KEGG Enrichment Dot Plot

The KEGG dot plot is also interpreted in the same way.

here we can see that Coronavirus disease - COVID-19 is highly enriched, followed by Tuberculosis and Staphylococcus aureus infection.

Appearance of Infectious Diseases in KEGG results doesn’t directly imply the prescense of such infections, but implies a similar inflammatory and immune actions and responses similar to those found in such diseases.


We’re Done! GO and KEGG Enrichment Analysis are very powerful as they can quickly group a huge amount of DEGs into specific Pathways and Functions that can give meaning and ease interpretation of your data.

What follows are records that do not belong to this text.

//! Main CLI application structure

use std::path::{Path, PathBuf};

use anyhow::{Context, Result};
use clap::{Parser, Subcommand};

use super::output::{Output, OutputFormat};
use super::task;
use crate::domain::Tasks;
use crate::parser::is_no_tasks_title;
use crate::storage::{Config, Document};

#[derive(Parser)]
#[command(name = "mdtasks")]
#[command(author, version, about = "Inspect the tasks declared in a markdown document")]
#[command(propagate_version = true)]
pub struct Cli {
    /// Markdown document to read (searched for in parent directories)
    #[arg(long, short = 'F', global = true, env = "MDTASKS_FILE")]
    pub file: Option<PathBuf>,

    /// Title of the section that holds the tasks
    #[arg(long, global = true, env = "MDTASKS_HEADING")]
    pub heading: Option<String>,

    /// Output format
    #[arg(long, short = 'f', global = true)]
    pub format: Option<OutputFormat>,

    /// Enable verbose output for debugging
    #[arg(long, short = 'v', global = true)]
    pub verbose: bool,

    #[command(subcommand)]
    pub command: Commands,
}

#[derive(Subcommand)]
pub enum Commands {
    /// List tasks
    List,

    /// Show the details of one task
    Show {
        /// Task name
        name: String,
    },
}

/// Main entry point for the CLI
pub fn run() -> Result<()> {
    let cli = Cli::parse();
    let cwd = std::env::current_dir().context("Failed to read current directory")?;
    let config = Config::load_from(&cwd)?;

    let format = cli
        .format
        .unwrap_or_else(|| config.global.default_format.into());
    let output = Output::new(format, cli.verbose);

    output.verbose("mdtasks starting");
    if let Some(root) = &config.project_root {
        output.verbose_ctx("config", &format!("Project root: {}", root.display()));
    }

    let tasks = load(&cli, &config, &cwd, &output)?;

    match cli.command {
        Commands::List => task::list(&output, &tasks)?,
        Commands::Show { name } => task::show(&output, &tasks, &name)?,
    }

    output.verbose("Command completed successfully");
    Ok(())
}

/// Locates the document and parses its tasks
fn load(cli: &Cli, config: &Config, cwd: &Path, output: &Output) -> Result<Tasks> {
    let file = cli.file.clone().unwrap_or_else(|| config.file());
    let heading = cli.heading.clone().unwrap_or_else(|| config.heading());

    let document = Document::locate(&file, &config.search_root(cwd))?;
    output.verbose_ctx("load", &format!("Reading {}", document.path().display()));

    match document.load_tasks(&heading) {
        Ok(tasks) => {
            output.verbose_ctx("load", &format!("Parsed {} tasks", tasks.len()));
            Ok(tasks)
        }
        Err(e) if is_no_tasks_title(&e) => Err(e.context(format!(
            "Add a '## {}' heading to {} to declare tasks",
            heading,
            document.path().display()
        ))),
        Err(e) => Err(e),
    }
}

If you want to continue, head over to the next and final scroll: Djoser’s Discoveries, where we’ll perform Gene Set Enrichment Analysis (GSEA)

Time for our Cultural Spotlight!


🏛️ Cultural Spotlight: Thutmose III – The Conqueror Pharaoh of Egypt

Thutmose III, often hailed as the Napoleon of Ancient Egypt, reigned during the 15th century BCE and is celebrated as one of the greatest military leaders in ancient history. Ascending to the throne as a young co-regent under Queen Hatshepsut, he eventually took full control and transformed Egypt into the most powerful empire of its time.

One enduring testament to his reign is the obelisk now standing in the Hippodrome of Constantinople (modern-day Istanbul). It was originally in Karnak, this granite needle bears hieroglyphic inscriptions that proclaim his glory, a monument that has endured thousands of years.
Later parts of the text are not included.